The late Thomas Edgar “Tom” Jernigan, said nursing dean Dr. Nena Sanders, was responsible for scholarships that will ensure that students for generations to come are able to receive the education and training needed as nursing professionals.
“Thomas Jernigan had the courage to care for others, and the world is better for it,” said Sanders.
The Angel Award recognizes an individual or organization that has made a significant contribution to the nursing school.
Jernigan's widow, Donna Jernigan, accepted the award at the nursing school’s first Courage to Care Awards Gala, held in Samford’s Hanna Center.
Her late husband, though a humble man, would have appreciated the award, she said after the ceremony.
“He loved the nursing profession. He was very giving, and nurses are very giving people,” she said, noting that her husband’s appreciation for nurses intensified in 2003 during a serious illness that included two heart operations and lung surgery.
Jernigan was president of Marathon Corporation, a real estate company, and a noted Birmingham business leader at the time of his death in 2008.
The award is a smaller replica of the Angel of Mercy statue that stands outside the Dwight and Lucille Beeson Center for the Healing Arts, which houses the nursing school.
The gala also honored alumni of Ida V. Moffett School of Nursing and its forerunner, Birmingham Baptist Hospital, who exemplify the “courage to care” through their past or current nursing practice.
The term is associated with the school’s namesake and faculty member, the late Ida V. Moffett, who noted, “It takes courage to care, to open the heart and act with sympathy and compassion.”
The inaugural recipients of the Courage to Care awards were nominated by their peers and co-workers as having the courage to care, said Sanders. The 14 honorees are:
Dana Benton, clinical coordinator, labor and delivery, at Brookwood Medical Center.
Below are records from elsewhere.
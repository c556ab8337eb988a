//! Core data types and error definitions for the processing pipeline.

use crate::{
    embedding::EmbeddingClientError,
    extraction::ExtractionError,
    index::IndexError,
    qdrant::compute_chunk_hash,
    speech::SpeechClientError,
    storage::StorageError,
    summarization::GenerationClientError,
};
use serde::{Deserialize, Serialize};
use serde_json::{Map, Value};
use thiserror::Error;

/// Errors produced while configuring the chunk splitter.
#[derive(Debug, Error)]
pub enum ChunkingError {
    /// Ingestion configured an impossible character budget.
    #[error("chunk size must be greater than zero")]
    InvalidChunkSize,
}

/// A bounded-size span of extracted text.
#[derive(Debug, Clone, PartialEq, Eq)]
pub struct Chunk {
    /// Position of the chunk within its document, starting at 0.
    pub ordinal: usize,
    /// Chunk text; every source line is followed by a `\n`.
    pub text: String,
    /// Length of `text` in characters.
    pub char_count: usize,
    /// Number of source lines packed into the chunk.
    pub line_count: usize,
}

impl Chunk {
    /// Iterate the source lines of the chunk, without the appended line breaks.
    pub fn lines(&self) -> std::str::Lines<'_> {
        self.text.lines()
    }
}

/// A chunk tagged with the identity metadata handed to the embedding/index collaborators.
#[derive(Debug, Clone, PartialEq, Eq, Serialize)]
pub struct IngestionRecord {
    /// Identifier shared by every record of one upload.
    pub session_id: String,
    /// Name of the uploaded file.
    pub file_name: String,
    /// Ordinal of the chunk within the document.
    pub chunk_ordinal: usize,
    /// Chunk text.
    pub text: String,
}

impl IngestionRecord {
    /// Stable record identifier: `{session}_{file}_chunk_{ordinal}`.
    pub fn record_id(&self) -> String {
        format!(
            "{}_{}_chunk_{}",
            self.session_id, self.file_name, self.chunk_ordinal
        )
    }

    /// Metadata stored with the record's vector.
    pub fn metadata(&self) -> Map<String, Value> {
        let mut metadata = Map::new();
        metadata.insert("file_name".into(), Value::String(self.file_name.clone()));
        metadata.insert("chunk_number".into(), Value::from(self.chunk_ordinal));
        metadata.insert(
            "upload_session_id".into(),
            Value::String(self.session_id.clone()),
        );
        metadata.insert("text".into(), Value::String(self.text.clone()));
        metadata.insert(
            "chunk_hash".into(),
            Value::String(compute_chunk_hash(&self.text)),
        );
        metadata
    }
}

/// Result of a completed ingestion produced by [`crate::processing::IngestionPipeline::ingest`].
#[derive(Debug, Clone)]
pub struct IngestionOutcome {
    /// Session identifier minted for this upload.
    pub session_id: String,
    /// Name of the ingested file.
    pub file_name: String,
    /// Chunk size used during splitting.
    pub chunk_size: usize,
    /// Records handed to the index, in ordinal order.
    pub records: Vec<IngestionRecord>,
}

/// Why a single record failed to index.
#[derive(Debug, Error)]
pub enum IndexingFailure {
    /// Embedding provider failed to produce a vector for the chunk.
    #[error("embedding failed: {0}")]
    Embedding(#[from] EmbeddingClientError),
    /// Vector index rejected the upsert.
    #[error("upsert failed: {0}")]
    Index(#[from] IndexError),
    /// Returned embedding dimension does not match configuration.
    #[error("embedding dimension mismatch: expected {expected}, got {actual}")]
    DimensionMismatch {
        /// Dimension configured for the index.
        expected: usize,
        /// Dimension returned by the provider.
        actual: usize,
    },
}

/// Errors emitted by the ingestion pipeline.
#[derive(Debug, Error)]
pub enum IngestionError {
    /// The document locator could not be resolved to bytes.
    #[error("Failed to fetch document: {0}")]
    Storage(#[from] StorageError),
    /// The document could not be read.
    #[error("Failed to extract text: {0}")]
    Extraction(#[from] ExtractionError),
    /// A record failed to embed or index. Records before `ordinal` remain indexed.
    #[error("Failed to index chunk {ordinal} of session {session_id} ({indexed} indexed before failure): {source}")]
    Indexing {
        /// Ordinal of the failing chunk.
        ordinal: usize,
        /// Number of records indexed before the failure.
        indexed: usize,
        /// Session the partial upload belongs to.
        session_id: String,
        /// Underlying failure.
        #[source]
        source: IndexingFailure,
    },
}

/// Errors shared by operations that turn a document or raw text into model input.
#[derive(Debug, Error)]
pub enum PreparationError {
    /// Neither a document nor text was supplied.
    #[error("No file or text provided")]
    MissingInput,
    /// The document could not be read.
    #[error("Failed to extract text: {0}")]
    Extraction(#[from] ExtractionError),
    /// Estimated input size exceeds the model budget.
    #[error("Input is too large: {measured} tokens exceeds the limit of {limit}")]
    InputTooLarge {
        /// Estimated token count of the prepared text.
        measured: usize,
        /// Configured input budget.
        limit: usize,
    },
}

/// Errors emitted by the summarization orchestrator.
#[derive(Debug, Error)]
pub enum SummarizeError {
    /// Input preparation failed before any collaborator call.
    #[error(transparent)]
    Input(#[from] PreparationError),
    /// Generative collaborator failed.
    #[error("Summarization failed: {0}")]
    Summarization(#[from] GenerationClientError),
    /// Generative collaborator returned no text.
    #[error("Summarization failed: provider returned an empty summary")]
    EmptySummary,
    /// Audio was required and could not be produced.
    #[error("Audio generation failed: {0}")]
    Speech(#[from] SpeechClientError),
}

/// Errors emitted by the flashcard generator.
#[derive(Debug, Error)]
pub enum FlashcardError {
    /// Input preparation failed before any collaborator call.
    #[error(transparent)]
    Input(#[from] PreparationError),
    /// Generative collaborator failed.
    #[error("Flashcard generation failed: {0}")]
    Generation(#[from] GenerationClientError),
    /// Provider output was not a flashcard list.
    #[error("Error parsing response from API: {0}")]
    MalformedResponse(String),
    /// Provider returned the wrong number of cards.
    #[error("API did not generate exactly {expected} flashcards (got {actual})")]
    UnexpectedCount {
        /// Requested number of cards.
        expected: usize,
        /// Number of cards returned.
        actual: usize,
    },
}

/// Errors emitted while answering questions over indexed documents.
#[derive(Debug, Error)]
pub enum AskError {
    /// The question was empty.
    #[error("No question provided")]
    MissingQuestion,
    /// Embedding provider failed for the question text.
    #[error("Failed to embed question: {0}")]
    Embedding(#[from] EmbeddingClientError),
    /// Vector index query failed.
    #[error("Vector index query failed: {0}")]
    Index(#[from] IndexError),
    /// Generative collaborator failed.
    #[error("Answer generation failed: {0}")]
    Generation(#[from] GenerationClientError),
}

/// How the summarizer treats audio narration.
#[derive(Debug, Clone, Copy, Default, PartialEq, Eq, Deserialize, Serialize)]
#[serde(rename_all = "snake_case")]
pub enum AudioMode {
    /// Do not synthesize audio.
    Skip,
    /// Synthesize audio when possible; failures leave a text-only summary.
    #[default]
    BestEffort,
    /// Fail the request when audio cannot be produced.
    Required,
}

impl std::str::FromStr for AudioMode {
    type Err = ();

    fn from_str(s: &str) -> Result<Self, Self::Err> {
        match s.trim().to_lowercase().as_str() {
            "none" | "skip" | "false" | "off" => Ok(Self::Skip),
            "best_effort" | "best-effort" | "true" | "on" => Ok(Self::BestEffort),
            "required" => Ok(Self::Required),
            _ => Err(()),
        }
    }
}

/// Document bytes or raw text supplied to a generation request.
#[derive(Debug, Clone, Default)]
pub struct StudyInput {
    /// Uploaded PDF bytes.
    pub document: Option<Vec<u8>>,
    /// Raw text supplied instead of (or alongside) a document.
    pub text: Option<String>,
}

impl StudyInput {
    /// Input backed by a PDF document.
    pub fn document(bytes: Vec<u8>) -> Self {
        Self {
            document: Some(bytes),
            text: None,
        }
    }

    /// Input backed by raw text.
    pub fn text(text: impl Into<String>) -> Self {
        Self {
            document: None,
            text: Some(text.into()),
        }
    }
}

/// Where prepared model input came from.
#[derive(Debug, Clone, Copy, PartialEq, Eq, Serialize)]
#[serde(tag = "kind", rename_all = "snake_case")]
pub enum InputSource {
    /// Extracted from a PDF.
    Document {
        /// Number of pages in the document.
        pages: usize,
        /// Number of chunks the text was split into.
        chunks: usize,
    },
    /// Supplied as raw text.
    Text,
}

/// Options accepted by the summarizer.
#[derive(Debug, Clone, Copy)]
pub struct SummaryOptions {
    /// Audio narration policy.
    pub audio: AudioMode,
    /// Drop repeated sentences before counting tokens.
    pub deduplicate: bool,
    /// Override for the output token budget.
    pub max_output_tokens: Option<usize>,
}

impl Default for SummaryOptions {
    fn default() -> Self {
        Self {
            audio: AudioMode::BestEffort,
            deduplicate: true,
            max_output_tokens: None,
        }
    }
}

/// Summary text plus optional narration.
#[derive(Debug, Clone)]
pub struct SummaryResult {
    /// Generated summary.
    pub summary: String,
    /// MP3 narration of the summary, when produced.
    pub audio: Option<Vec<u8>>,
    /// Why audio is missing, when best-effort synthesis failed.
    pub audio_error: Option<String>,
    /// Estimated token count of the summarized input.
    pub input_tokens: usize,
    /// Origin of the summarized text.
    pub source: InputSource,
}

/// One question/answer card.
#[derive(Debug, Clone, PartialEq, Eq, Deserialize, Serialize)]
pub struct Flashcard {
    /// Question side.
    pub front: String,
    /// Answer side.
    pub back: String,
}

/// Question posed against indexed documents.
#[derive(Debug, Clone, Default)]
pub struct AskRequest {
    /// Natural-language question.
    pub question: String,
    /// Restrict retrieval to one upload session.
    pub session_id: Option<String>,
    /// Restrict retrieval to chunks of one document.
    pub file_name: Option<String>,
    /// Number of chunks retrieved as context (defaults applied downstream).
    pub top_k: Option<usize>,
}

/// Retrieved chunk referenced by an answer.
#[derive(Debug, Clone, Serialize)]
pub struct AnswerSource {
    /// Record identifier of the chunk.
    pub record_id: Option<String>,
    /// Similarity score reported by the index.
    pub score: f32,
}

/// Answer generated from retrieved context.
#[derive(Debug, Clone)]
pub struct Answer {
    /// Answer text (or the polite fallback).
    pub message: String,
    /// Session the question was scoped to.
    pub session_id: Option<String>,
    /// Chunks used as context.
    pub sources: Vec<AnswerSource>,
}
Cecile Cherry, a nurse educator in the Cardiovascular Operating Room at UAB Hospital.
Gloria Deitz, nurse manager of the 6 West Surgical Unit at Princeton Baptist Medical Center.
Carol Donaldson, nursing information systems coordinator at Princeton Baptist Medical Center.
Lorene Hansford, nursing director of Surgical Services at Princeton Baptist Medical Center.
Lindsey M. Harris, Clinical Level II nurse and day shift charge nurse on the benign gynecology/gynecology oncology unit at UAB Hospital.
Connie Hogewood, clinical coordinator, perinatal services, at Brookwood Medical Center.
Knox “Kim” M. Hurst III, an anesthesia department clinical manager of the orthopedic and sports medicine center at St. Vincent’s Hospital.
Kathy Livingston, education and bariatric coordinator at Princeton Baptist Medical Center.
Vanessa McNeil, nurse manger of the medical/surgical oncology unit at Trinity Medical Center.
Christy A. Nation, director of Women's Services at Brookwood Medical Center.
Dr. Carol Ratcliffe, vice president of patient care services and chief nursing executive at St. Vincent’s East.
Joan E. Walker, clinical nurse specialist in the Medical Nursing Division at UAB Hospital.
The late Dr. Margaret Millsap, a longtime nurse and nursing educator who served on the faculties of schools of nursing at Birmingham-Southern College, Samford and UAB.
Samford president Dr. Andrew Westmoreland shared his admiration for nursing students and professionals whose chosen career, he noted, puts them “confronted immediately with life and death.”
Sanders closed the ceremony with a reference to the angel Clarence, who helped the character George Bailey in the Frank Capra film, “It’s a Wonderful Life,” to realize that his life had significance and that he had made a difference in the lives of others.
“As I reflected on the lives of these award recipients, I thought about this story and wondered, what would the world of nursing and patient care be like if there had not been a Mrs. Moffett or a Mr. Jernigan, or the nursing leaders we have recognized tonight?” said Sanders.
“Like George, we often take for granted what we have, how blessed we are, and how our life makes a difference in the lives of others. These individuals have given of themselves unselfishly and as a result, have demonstrated the courage to care.”